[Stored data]
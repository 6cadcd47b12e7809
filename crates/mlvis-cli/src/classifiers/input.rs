use anyhow::Result;
use clap::ArgMatches;
use serde::{Deserialize, Serialize};
use std::path::PathBuf;
use std::str::FromStr;

use mlvis_classifiers::config::{ModelConfig, ModelType};
use mlvis_classifiers::datasets::{FetchOptions, DIGITS_URL, IRIS_URL};

use crate::util::{load_config, validate_fraction};

/// Settings for the digits logistic-regression run.
#[derive(Debug, Clone, Serialize, Deserialize)]
#[serde(default)]
pub struct DigitsConfig {
    /// URL or local path of the optdigits CSV.
    pub data: String,
    pub test_size: f64,
    pub seed: u64,
    pub model: ModelConfig,
    pub fetch: FetchOptions,
    pub output_file: String,
}

impl Default for DigitsConfig {
    fn default() -> Self {
        DigitsConfig {
            data: DIGITS_URL.to_string(),
            test_size: 0.25,
            seed: 0,
            model: ModelConfig::default(),
            fetch: FetchOptions::default(),
            output_file: String::from("digits_confusion_matrix.html"),
        }
    }
}

impl DigitsConfig {
    pub fn from_arguments(config_path: Option<&PathBuf>, matches: &ArgMatches) -> Result<Self> {
        let mut config: DigitsConfig = load_config(config_path)?;

        // Apply CLI overrides
        if let Some(data) = matches.get_one::<String>("data") {
            config.data = data.clone();
        }
        if let Some(test_size) = matches.get_one::<f64>("test_size") {
            config.test_size = *test_size;
        }
        if let Some(seed) = matches.get_one::<u64>("seed") {
            config.seed = *seed;
        }
        if let Some(model_type) = matches.get_one::<String>("model_type") {
            let requested = ModelType::from_str(model_type).map_err(anyhow::Error::msg)?;
            // Same family as the config file: keep its hyper-parameters.
            if requested.name() != config.model.model_type.name() {
                config.model.model_type = requested;
            }
        }
        if let Some(output_file) = matches.get_one::<String>("output_file") {
            config.output_file = output_file.clone();
        }
        apply_cache_dir(&mut config.fetch, matches);

        validate_fraction("test_size", config.test_size)?;
        Ok(config)
    }
}

/// Settings for the Iris PCA run.
#[derive(Debug, Clone, Serialize, Deserialize)]
#[serde(default)]
pub struct IrisConfig {
    /// URL or local path of `iris.data`.
    pub data: String,
    pub n_components: usize,
    pub fetch: FetchOptions,
    pub output_file: String,
}

impl Default for IrisConfig {
    fn default() -> Self {
        IrisConfig {
            data: IRIS_URL.to_string(),
            n_components: 2,
            fetch: FetchOptions::default(),
            output_file: String::from("iris_pca.html"),
        }
    }
}

impl IrisConfig {
    pub fn from_arguments(config_path: Option<&PathBuf>, matches: &ArgMatches) -> Result<Self> {
        let mut config: IrisConfig = load_config(config_path)?;

        if let Some(data) = matches.get_one::<String>("data") {
            config.data = data.clone();
        }
        if let Some(output_file) = matches.get_one::<String>("output_file") {
            config.output_file = output_file.clone();
        }
        apply_cache_dir(&mut config.fetch, matches);

        if config.n_components < 2 {
            anyhow::bail!(
                "n_components must be at least 2 for the scatter plot, got {}",
                config.n_components
            );
        }
        Ok(config)
    }
}

fn apply_cache_dir(fetch: &mut FetchOptions, matches: &ArgMatches) {
    if let Some(dir) = matches.get_one::<PathBuf>("cache_dir") {
        fetch.cache_dir = Some(dir.clone());
    }
}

__WORK REQUEST__: Send back an exact copy of only the lines from the line with "if let Some(test_size)" up to and including the line with "if let Some(model_type)" in the data above.

__SOLUTION BELOW__:
        if let Some(test_size) = matches.get_one::<f64>("test_size") {
            config.test_size = *test_size;
        }
        if let Some(seed) = matches.get_one::<u64>("seed") {
            config.seed = *seed;
        }
        if let Some(model_type) = matches.get_one::<String>("model_type") {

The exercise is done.